A lithium coin cell can be recovered, after it has been fully discharged to eliminate potential reactivity, by shredding and gravity separation. The entrepreneur is therefore advised to resell these batteries to industries that possess the equipment and technologies necessary to recover them. However, some batteries do not have any value and the entrepreneur is responsible for having them recycled by a specialised industry.

Printed Circuit Boards PC Contain 100 g of Gold per tonne

Some circuit boards (such as power supply boards and electronic boards found in monitors) contain on average less than 100 g of gold per tonne. They are «low grade» boards. However, some boards (e.g. graphic boards, audio boards and network boards) contain a lot more precious metal. «high grade» boards contain between 400 and 500 g/tonne, and are found in laptops and mobile phones. «Very high grade» boards, containing more than 500 g/tonne, come from large mainframe computers or phone centres.

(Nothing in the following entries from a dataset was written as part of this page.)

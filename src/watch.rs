//! Change-driven reload for file-backed sources
//!
//! A background thread subscribes to filesystem notifications for every
//! source that requested reload-on-change. Events are debounced, the affected
//! sources re-parse their files, and the resolver swaps in a fresh snapshot.
//! Readers observe either the pre-reload or post-reload snapshot, never a
//! partial merge. The subscription is torn down when the resolver is
//! dropped.

use crate::error::Result;
use crate::resolver::ResolverState;
use crate::sync::RwLockExt;
use log::{debug, warn};
use notify::{RecommendedWatcher, RecursiveMode, Watcher};
use std::collections::BTreeSet;
use std::path::{Path, PathBuf};
use std::sync::mpsc::{Receiver, RecvTimeoutError};
use std::sync::Weak;
use std::thread::JoinHandle;
use std::time::Duration;

/// Quiet period after the last filesystem event before reloading
const DEBOUNCE: Duration = Duration::from_millis(200);

/// Handle to the watch subscription and its worker thread.
///
/// Dropping the handle closes the notification channel, which stops the
/// worker.
pub(crate) struct FileWatcher {
    watcher: Option<RecommendedWatcher>,
    thread: Option<JoinHandle<()>>,
}

impl FileWatcher {
    /// Subscribe to changes of `paths` and reload through `state`.
    ///
    /// Parent directories are watched rather than the files themselves, so
    /// replace-by-rename editors and recreated files keep notifying.
    pub(crate) fn spawn(state: Weak<ResolverState>, paths: Vec<PathBuf>) -> Result<Self> {
        let (tx, rx) = std::sync::mpsc::channel();
        let mut watcher = notify::recommended_watcher(move |event| {
            let _ = tx.send(event);
        })?;

        let mut dirs = BTreeSet::new();
        for path in &paths {
            let dir = match path.parent() {
                Some(parent) if !parent.as_os_str().is_empty() => parent.to_path_buf(),
                _ => PathBuf::from("."),
            };
            dirs.insert(dir);
        }
        for dir in &dirs {
            watcher.watch(dir, RecursiveMode::NonRecursive)?;
        }
        debug!(
            "Watching {} directorie(s) for {} reloadable file(s)",
            dirs.len(),
            paths.len()
        );

        let thread = std::thread::spawn(move || run(state, &rx));

        Ok(Self {
            watcher: Some(watcher),
            thread: Some(thread),
        })
    }
}

impl Drop for FileWatcher {
    fn drop(&mut self) {
        // Dropping the watcher first closes the channel and unblocks the
        // worker before the join
        self.watcher.take();
        if let Some(thread) = self.thread.take() {
            let _ = thread.join();
        }
    }
}

fn run(state: Weak<ResolverState>, rx: &Receiver<notify::Result<notify::Event>>) {
    loop {
        let mut pending = match rx.recv() {
            Ok(event) => event_paths(event),
            Err(_) => break,
        };

        // Debounce: keep draining until the stream stays quiet
        loop {
            match rx.recv_timeout(DEBOUNCE) {
                Ok(event) => pending.extend(event_paths(event)),
                Err(RecvTimeoutError::Timeout) => break,
                Err(RecvTimeoutError::Disconnected) => return,
            }
        }
        if pending.is_empty() {
            continue;
        }

        let Some(state) = state.upgrade() else { break };

        let mut reloaded = false;
        {
            let sources = state.sources.read_recovered();
            for source in sources.iter() {
                let Some(watch_path) = source.watch_path() else {
                    continue;
                };
                if !pending.iter().any(|p| matches(p, watch_path)) {
                    continue;
                }
                match source.reload() {
                    Ok(()) => {
                        debug!("Reloaded source '{}' after file change", source.name());
                        reloaded = true;
                    }
                    Err(e) => warn!(
                        "Reload of source '{}' failed, keeping previous values: {e}",
                        source.name()
                    ),
                }
            }
        }

        if reloaded {
            if let Err(e) = state.rebuild() {
                warn!("Snapshot rebuild after file change failed: {e}");
            }
        }
    }
}

fn event_paths(event: notify::Result<notify::Event>) -> Vec<PathBuf> {
    match event {
        Ok(event) => event.paths,
        Err(e) => {
            warn!("File watch event error: {e}");
            Vec::new()
        }
    }
}

/// Event paths come from the watched directory; matching by file name covers
/// both direct writes and replace-by-rename
fn matches(event_path: &Path, source_path: &Path) -> bool {
    match (event_path.file_name(), source_path.file_name()) {
        (Some(a), Some(b)) => a == b,
        _ => false,
    }
}
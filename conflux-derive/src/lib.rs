//! Derive macros for the conflux configuration library
//!
//! This crate provides `#[derive(Bindable)]` for automatically generating
//! shape descriptors used by the typed binder.
//!
//! # Usage
//!
//! ```text
//! use conflux::Bindable;
//!
//! #[derive(Bindable, Default, Serialize, Deserialize)]
//! #[shape(rename_all = "PascalCase")]
//! struct Settings {
//!     my_setting: String,
//!
//!     #[bind(rename = "Subsection")]
//!     subsection: Subsection,
//! }
//! ```

use proc_macro::TokenStream;
use quote::quote;
use syn::{parse_macro_input, Attribute, Data, DeriveInput, Expr, Fields, GenericArgument, Lit,
    Meta, PathArguments, Type};

/// Derive macro for generating `Bindable` implementations.
///
/// Field kinds are inferred from Rust types: `String`, integers, floats and
/// `bool` become primitives; `Vec<primitive>` becomes an array; any other
/// named type is treated as a nested shape and must itself implement
/// `Bindable`.
///
/// # Attributes
///
/// ## Container attributes (`#[shape(...)]`)
/// - `rename_all = "PascalCase"` (or `"camelCase"`) - Convert snake_case
///   field names into key segments
///
/// ## Field attributes (`#[bind(...)]`)
/// - `rename = "Key"` - Key segment override
/// - `skip` - Exclude this field from binding (it keeps its default)
#[proc_macro_derive(Bindable, attributes(shape, bind))]
pub fn derive_bindable(input: TokenStream) -> TokenStream {
    let input = parse_macro_input!(input as DeriveInput);

    let name = &input.ident;
    let container_attrs = match parse_container_attrs(&input.attrs) {
        Ok(attrs) => attrs,
        Err(e) => return e.to_compile_error().into(),
    };

    let fields = match &input.data {
        Data::Struct(data) => match &data.fields {
            Fields::Named(fields) => &fields.named,
            _ => {
                return syn::Error::new_spanned(
                    &input,
                    "Bindable can only be derived for structs with named fields.\n\nExample:\n  #[derive(Bindable)]\n  struct Settings {\n      field: Type,\n  }"
                )
                .to_compile_error()
                .into();
            }
        },
        _ => {
            return syn::Error::new_spanned(
                &input,
                "Bindable can only be derived for structs.\n\nTry: #[derive(Bindable)] on a struct, not an enum or union."
            )
            .to_compile_error()
            .into();
        }
    };

    let mut descriptors = Vec::new();

    for field in fields {
        let field_ident = field.ident.as_ref().expect("named field");
        let field_name = field_ident.to_string();
        let attrs = match parse_field_attrs(&field.attrs) {
            Ok(attrs) => attrs,
            Err(e) => return e.to_compile_error().into(),
        };

        // Skip fields marked with #[bind(skip)]
        if attrs.skip {
            continue;
        }

        let key = attrs
            .rename
            .clone()
            .unwrap_or_else(|| container_attrs.rename_all.apply(&field_name));

        let descriptor = match field_descriptor(&field.ty, &field_name, &key) {
            Ok(descriptor) => descriptor,
            Err(e) => return e.to_compile_error().into(),
        };
        descriptors.push(descriptor);
    }

    let expanded = quote! {
        impl conflux::Bindable for #name {
            fn shape() -> conflux::ShapeDescriptor {
                conflux::ShapeDescriptor::new(vec![
                    #(#descriptors),*
                ])
            }
        }
    };

    TokenStream::from(expanded)
}

/// Key-segment casing applied to field names without a `rename`
#[derive(Default, Clone, Copy)]
enum RenameAll {
    /// Keep the field name verbatim
    #[default]
    None,
    /// `my_setting` becomes `MySetting`
    PascalCase,
    /// `my_setting` becomes `mySetting`
    CamelCase,
}

impl RenameAll {
    fn apply(self, field_name: &str) -> String {
        match self {
            RenameAll::None => field_name.to_string(),
            RenameAll::PascalCase => pascal_case(field_name),
            RenameAll::CamelCase => {
                let pascal = pascal_case(field_name);
                let mut chars = pascal.chars();
                match chars.next() {
                    Some(first) => first.to_lowercase().collect::<String>() + chars.as_str(),
                    None => pascal,
                }
            }
        }
    }
}

fn pascal_case(field_name: &str) -> String {
    field_name
        .split('_')
        .map(|part| {
            let mut chars = part.chars();
            match chars.next() {
                None => String::new(),
                Some(first) => first.to_uppercase().collect::<String>() + chars.as_str(),
            }
        })
        .collect()
}

/// Container-level attributes from #[shape(...)]
#[derive(Default)]
struct ContainerAttrs {
    rename_all: RenameAll,
}

/// Field-level attributes from #[bind(...)]
#[derive(Default)]
struct FieldAttrs {
    rename: Option<String>,
    skip: bool,
}

fn parse_container_attrs(attrs: &[Attribute]) -> syn::Result<ContainerAttrs> {
    let mut result = ContainerAttrs::default();

    for attr in attrs {
        if !attr.path().is_ident("shape") {
            continue;
        }
        let nested = attr.parse_args_with(
            syn::punctuated::Punctuated::<Meta, syn::Token![,]>::parse_terminated,
        )?;
        for meta in nested {
            if let Meta::NameValue(nv) = &meta {
                if nv.path.is_ident("rename_all") {
                    let value = string_literal(&nv.value, "rename_all")?;
                    result.rename_all = match value.as_str() {
                        "PascalCase" => RenameAll::PascalCase,
                        "camelCase" => RenameAll::CamelCase,
                        other => {
                            return Err(syn::Error::new_spanned(
                                &nv.value,
                                format!(
                                    "Unsupported rename_all value '{other}'. Supported: \"PascalCase\", \"camelCase\""
                                ),
                            ));
                        }
                    };
                    continue;
                }
            }
            return Err(syn::Error::new_spanned(
                meta,
                "Unknown #[shape(...)] attribute.\n\nSupported: rename_all = \"PascalCase\"",
            ));
        }
    }

    Ok(result)
}

fn parse_field_attrs(attrs: &[Attribute]) -> syn::Result<FieldAttrs> {
    let mut result = FieldAttrs::default();

    for attr in attrs {
        if !attr.path().is_ident("bind") {
            continue;
        }
        let nested = attr.parse_args_with(
            syn::punctuated::Punctuated::<Meta, syn::Token![,]>::parse_terminated,
        )?;
        for meta in nested {
            match &meta {
                Meta::Path(path) if path.is_ident("skip") => {
                    result.skip = true;
                }
                Meta::NameValue(nv) if nv.path.is_ident("rename") => {
                    result.rename = Some(string_literal(&nv.value, "rename")?);
                }
                _ => {
                    return Err(syn::Error::new_spanned(
                        meta,
                        "Unknown #[bind(...)] attribute.\n\nSupported: rename = \"Key\", skip",
                    ));
                }
            }
        }
    }

    Ok(result)
}

fn string_literal(expr: &Expr, attribute: &str) -> syn::Result<String> {
    if let Expr::Lit(lit) = expr {
        if let Lit::Str(s) = &lit.lit {
            return Ok(s.value());
        }
    }
    Err(syn::Error::new_spanned(
        expr,
        format!("#[...({attribute})] must be a string literal.\n\nExample: {attribute} = \"Value\""),
    ))
}

/// Primitive kind for a type name, if it is one
fn primitive_kind(name: &str) -> Option<proc_macro2::TokenStream> {
    match name {
        "String" => Some(quote! { conflux::PrimitiveKind::Text }),
        "i8" | "i16" | "i32" | "i64" | "i128" | "isize" | "u8" | "u16" | "u32" | "u64" | "u128"
        | "usize" => Some(quote! { conflux::PrimitiveKind::Integer }),
        "f32" | "f64" => Some(quote! { conflux::PrimitiveKind::Float }),
        "bool" => Some(quote! { conflux::PrimitiveKind::Boolean }),
        _ => None,
    }
}

/// Generate the FieldDescriptor expression for one field
fn field_descriptor(
    ty: &Type,
    field_name: &str,
    key: &str,
) -> syn::Result<proc_macro2::TokenStream> {
    let Type::Path(path) = ty else {
        return Err(syn::Error::new_spanned(
            ty,
            "Bindable fields must be named types, Vec<primitive> or nested Bindable structs",
        ));
    };

    // Vec<T> becomes an array of primitives
    if let Some(inner) = vec_element(path) {
        let Type::Path(inner_path) = inner else {
            return Err(syn::Error::new_spanned(
                inner,
                "Vec fields must hold primitive elements (String, integers, floats or bool)",
            ));
        };
        let element = inner_path
            .path
            .get_ident()
            .and_then(|ident| primitive_kind(&ident.to_string()))
            .ok_or_else(|| {
                syn::Error::new_spanned(
                    inner,
                    "Vec fields must hold primitive elements (String, integers, floats or bool)",
                )
            })?;
        return Ok(quote! {
            conflux::FieldDescriptor::array(#field_name, #key, #element)
        });
    }

    if let Some(ident) = path.path.get_ident() {
        if let Some(kind) = primitive_kind(&ident.to_string()) {
            return Ok(quote! {
                conflux::FieldDescriptor::primitive(#field_name, #key, #kind)
            });
        }
    }

    // Any other named type is a nested shape
    Ok(quote! {
        conflux::FieldDescriptor::nested(#field_name, #key, <#ty as conflux::Bindable>::shape)
    })
}

/// Element type of a `Vec<T>` path, if the type is one
fn vec_element(path: &syn::TypePath) -> Option<&Type> {
    let segment = path.path.segments.last()?;
    if segment.ident != "Vec" {
        return None;
    }
    let PathArguments::AngleBracketed(args) = &segment.arguments else {
        return None;
    };
    args.args.iter().find_map(|arg| match arg {
        GenericArgument::Type(ty) => Some(ty),
        _ => None,
    })
}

Once at the smelter, the different metals (gold, copper, silver, selenium,tellurium, lead, palladium, etc.) are recovered through complex processes. Due to the complexity of the technologies used and given that recovery practices can be highly polluting, the entrepreneur must sell the printed circuits to appropriate industries that can conduct recovery operations in an environmentally sound manner.

Printed Circuit Boards PC

In a used PC, printed circuit boards are among the most valuable components. Firstly, they may contain chips that can be removed and sold for reuse. But above all they contain valuable metals that can be sold to a smelter. Electronic boards that cannot be reused as spare parts still have value. To optimize the value of these boards, it is necessary to sort them according to their precious metal content. The boards are then sold to refineries. Their price depends on the market price of precious metals, on the homogeneity of batches and on the quantity. The recovery of circuit boards must be carried out by specialised industries, to avoid any health or environmental risk.

Recycling Cell Phones

What products can be made from the materials recovered by recycling cell phones?Almost all of the materials used to manufacture a cell phone can be recovered to make new products. Metals, plastics, batteries and the packaging materials can be recycled and turned into new products.

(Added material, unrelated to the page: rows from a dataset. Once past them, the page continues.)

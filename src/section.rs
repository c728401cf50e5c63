//! Prefix-scoped projections of a resolver
//!
//! A section never owns data: every lookup delegates to the parent resolver
//! with the prefix re-applied, so sections always reflect live resolver
//! state.

use crate::bind::{bind, Bindable, KeySpace};
use crate::key::join;
use crate::resolver::ConfigResolver;

/// Read-only view of a [`ConfigResolver`] scoped to a key prefix.
///
/// # Example
///
/// ```rust
/// use conflux::{ConfigResolver, MemorySource};
///
/// let mut resolver = ConfigResolver::new();
/// resolver.register(MemorySource::new([("Subsection:MyIntValue", "4")]));
/// resolver.build()?;
///
/// let subsection = resolver.section("Subsection");
/// assert_eq!(subsection.get("MyIntValue").as_deref(), Some("4"));
/// # Ok::<(), conflux::Error>(())
/// ```
pub struct ConfigSection<'a> {
    resolver: &'a ConfigResolver,
    prefix: String,
}

impl<'a> ConfigSection<'a> {
    pub(crate) fn new(resolver: &'a ConfigResolver, prefix: String) -> Self {
        Self { resolver, prefix }
    }

    /// Key prefix this section applies
    pub fn prefix(&self) -> &str {
        &self.prefix
    }

    /// Look up `key` under this section's prefix
    pub fn get(&self, key: &str) -> Option<String> {
        self.resolver.get(&join(&self.prefix, key))
    }

    /// Narrow the view by a further prefix
    pub fn section(&self, prefix: &str) -> ConfigSection<'a> {
        ConfigSection::new(self.resolver, join(&self.prefix, prefix))
    }

    /// Bind this section's key space onto a settings shape
    pub fn bind<T: Bindable>(&self) -> T {
        bind(self)
    }
}

impl KeySpace for ConfigSection<'_> {
    fn value_of(&self, key: &str) -> Option<String> {
        self.get(key)
    }
}

// =============================================================================
// Tests
// =============================================================================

Cell phones contain a number of different metals - gold, silver,platinum,palladium, rhodium,copper, tin, lead, brass and zinc - that can be extracted and recovered in the recycling process.


The recovered metals can be used by a number of different industries such as jewelry, plating, electronics, plumbing, automotive, and art foundries. Products that can be manufactured from the recovered materials include automotive catalytic converters,plumbing faucets and piping, and gold or silver jewelry.

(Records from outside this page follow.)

//! Typed binding of the flat key space onto settings shapes
//!
//! # Overview
//!
//! Binding is driven by a **shape descriptor**: static metadata listing a
//! settings struct's fields, their key segments and their kinds. No runtime
//! type introspection takes place; a descriptor is built once per shape type,
//! either by hand or through `#[derive(Bindable)]` (requires the `derive`
//! feature).
//!
//! The binder walks the descriptor against a key space:
//!
//! 1. primitives look up their key and parse forgivingly: a missing key or a
//!    failed parse leaves the field at its default,
//! 2. nested shapes recurse with the field's key appended to the prefix,
//! 3. arrays probe `key:0`, `key:1`, ... in increasing order and stop at the
//!    first absent index, skipping elements that fail to parse.
//!
//! Binding never fails outright: absent or malformed data degrades to the
//! shape's defaults.
//!
//! # Example
//!
//! ```rust
//! use conflux::{Bindable, ConfigResolver, FieldDescriptor, MemorySource, ShapeDescriptor};
//! use serde::{Deserialize, Serialize};
//!
//! #[derive(Debug, Default, Serialize, Deserialize)]
//! #[serde(default)]
//! struct Settings {
//!     my_setting: String,
//!     my_int_value: i64,
//! }
//!
//! impl Bindable for Settings {
//!     fn shape() -> ShapeDescriptor {
//!         ShapeDescriptor::new(vec![
//!             FieldDescriptor::text("my_setting", "MySetting"),
//!             FieldDescriptor::integer("my_int_value", "MyIntValue"),
//!         ])
//!     }
//! }
//!
//! let mut resolver = ConfigResolver::new();
//! resolver.register(MemorySource::new([("MySetting", "A"), ("MyIntValue", "4")]));
//! resolver.build()?;
//!
//! let settings: Settings = resolver.bind();
//! assert_eq!(settings.my_setting, "A");
//! assert_eq!(settings.my_int_value, 4);
//! # Ok::<(), conflux::Error>(())
//! ```

use crate::key::{index_key, join};
use serde::de::DeserializeOwned;
use serde::Serialize;
use serde_json::{Map, Value};

/// Read access to a flat key space during binding.
///
/// Implemented by [`ConfigResolver`](crate::ConfigResolver) (root key space)
/// and [`ConfigSection`](crate::ConfigSection) (prefixed key space).
pub trait KeySpace {
    /// Case-insensitive exact lookup
    fn value_of(&self, key: &str) -> Option<String>;
}

/// Trait for types that can be bound from a flat key space
///
/// Implement this for your settings struct (or derive it) to describe which
/// keys populate which fields.
pub trait Bindable: Default + Serialize + DeserializeOwned {
    /// Descriptor of this shape's fields
    fn shape() -> ShapeDescriptor;
}

// =============================================================================
// Shape descriptors
// =============================================================================

/// Semantic kind of a primitive field or array element
#[derive(Debug, Clone, Copy, PartialEq, Eq)]
pub enum PrimitiveKind {
    /// UTF-8 string, taken verbatim
    Text,
    /// Strict base-10 signed integer
    Integer,
    /// Decimal floating-point number
    Float,
    /// `true` / `false`, case-insensitive
    Boolean,
}

/// Kind of a shape field
#[derive(Debug, Clone, Copy)]
pub enum FieldKind {
    /// Single primitive value
    Primitive(PrimitiveKind),
    /// Nested shape bound under the field's key as prefix
    Nested(fn() -> ShapeDescriptor),
    /// Array of primitives probed via numeric key segments
    Array(PrimitiveKind),
}

/// Static metadata for one field of a settings shape
#[derive(Debug, Clone)]
pub struct FieldDescriptor {
    /// Struct field name as serde sees it
    pub field: &'static str,
    /// Key-path segment the field binds from
    pub key: &'static str,
    /// Field kind driving the binding algorithm
    pub kind: FieldKind,
}

impl FieldDescriptor {
    /// Primitive field of the given kind
    pub fn primitive(field: &'static str, key: &'static str, kind: PrimitiveKind) -> Self {
        Self {
            field,
            key,
            kind: FieldKind::Primitive(kind),
        }
    }

    /// Text field
    pub fn text(field: &'static str, key: &'static str) -> Self {
        Self::primitive(field, key, PrimitiveKind::Text)
    }

    /// Integer field
    pub fn integer(field: &'static str, key: &'static str) -> Self {
        Self::primitive(field, key, PrimitiveKind::Integer)
    }

    /// Floating-point field
    pub fn float(field: &'static str, key: &'static str) -> Self {
        Self::primitive(field, key, PrimitiveKind::Float)
    }

    /// Boolean field
    pub fn boolean(field: &'static str, key: &'static str) -> Self {
        Self::primitive(field, key, PrimitiveKind::Boolean)
    }

    /// Nested shape field
    pub fn nested(field: &'static str, key: &'static str, shape: fn() -> ShapeDescriptor) -> Self {
        Self {
            field,
            key,
            kind: FieldKind::Nested(shape),
        }
    }

    /// Array-of-primitives field
    pub fn array(field: &'static str, key: &'static str, element: PrimitiveKind) -> Self {
        Self {
            field,
            key,
            kind: FieldKind::Array(element),
        }
    }
}

/// Static metadata describing a settings shape's fields
#[derive(Debug, Clone, Default)]
pub struct ShapeDescriptor {
    /// Field descriptors in declaration order
    pub fields: Vec<FieldDescriptor>,
}

impl ShapeDescriptor {
    /// Create a descriptor from field metadata
    #[must_use]
    pub fn new(fields: Vec<FieldDescriptor>) -> Self {
        Self { fields }
    }
}

// =============================================================================
// Binder
// =============================================================================

/// Materialize a settings shape from a key space.
///
/// See the [module documentation](self) for the binding algorithm.
pub fn bind<T: Bindable>(space: &impl KeySpace) -> T {
    bind_at(space, "")
}

/// Materialize a settings shape from keys under `prefix`
pub fn bind_at<T: Bindable>(space: &impl KeySpace, prefix: &str) -> T {
    let Ok(mut tree) = serde_json::to_value(T::default()) else {
        return T::default();
    };
    apply_shape(&mut tree, &T::shape(), space, prefix);
    serde_json::from_value(tree).unwrap_or_default()
}

fn apply_shape(tree: &mut Value, shape: &ShapeDescriptor, space: &dyn DynKeySpace, prefix: &str) {
    for field in &shape.fields {
        let key = join(prefix, field.key);
        match field.kind {
            FieldKind::Primitive(kind) => {
                if let Some(raw) = space.value_of_dyn(&key) {
                    if let Some(value) = parse_primitive(&raw, kind) {
                        set_field(tree, field.field, value);
                    }
                }
            }
            FieldKind::Nested(shape_fn) => {
                let child = child_object(tree, field.field);
                apply_shape(child, &shape_fn(), space, &key);
            }
            FieldKind::Array(element) => {
                let mut items = Vec::new();
                let mut index = 0;
                // Probing stops at the first absent index; a present but
                // unparsable element is skipped without ending the probe
                while let Some(raw) = space.value_of_dyn(&index_key(&key, index)) {
                    if let Some(value) = parse_primitive(&raw, element) {
                        items.push(value);
                    }
                    index += 1;
                }
                if index > 0 {
                    set_field(tree, field.field, Value::Array(items));
                }
            }
        }
    }
}

/// Object-safe adapter over [`KeySpace`] so the binder stays monomorphic
trait DynKeySpace {
    fn value_of_dyn(&self, key: &str) -> Option<String>;
}

impl<S: KeySpace> DynKeySpace for S {
    fn value_of_dyn(&self, key: &str) -> Option<String> {
        self.value_of(key)
    }
}

/// Parse a raw string with forgiving semantics; `None` keeps the default
fn parse_primitive(raw: &str, kind: PrimitiveKind) -> Option<Value> {
    match kind {
        PrimitiveKind::Text => Some(Value::String(raw.to_string())),
        PrimitiveKind::Integer => raw.trim().parse::<i64>().ok().map(Value::from),
        PrimitiveKind::Float => raw
            .trim()
            .parse::<f64>()
            .ok()
            .and_then(serde_json::Number::from_f64)
            .map(Value::Number),
        PrimitiveKind::Boolean => match raw.trim() {
            t if t.eq_ignore_ascii_case("true") => Some(Value::Bool(true)),
            f if f.eq_ignore_ascii_case("false") => Some(Value::Bool(false)),
            _ => None,
        },
    }
}

fn set_field(tree: &mut Value, field: &str, value: Value) {
    if let Some(object) = tree.as_object_mut() {
        object.insert(field.to_string(), value);
    }
}

fn child_object<'t>(tree: &'t mut Value, field: &str) -> &'t mut Value {
    if tree.is_object() {
        tree.as_object_mut()
            .unwrap()
            .entry(field.to_string())
            .or_insert_with(|| Value::Object(Map::new()))
    } else {
        tree
    }
}

// =============================================================================
// Tests
// =============================================================================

The plastic on the cell phone can also be recycled. It can be recycled into new products as garden furniture, license plate frames, non-food containers and replacement automotive parts.


Due to its high thermal value, the plastic could alternatively be used as a fuel.The cell phone packaging materials can also be recycled and made as a component of fiber board manufacture. When the rechargeable battery can no longer be reused, the battery can be recycled into other rechargeable battery products.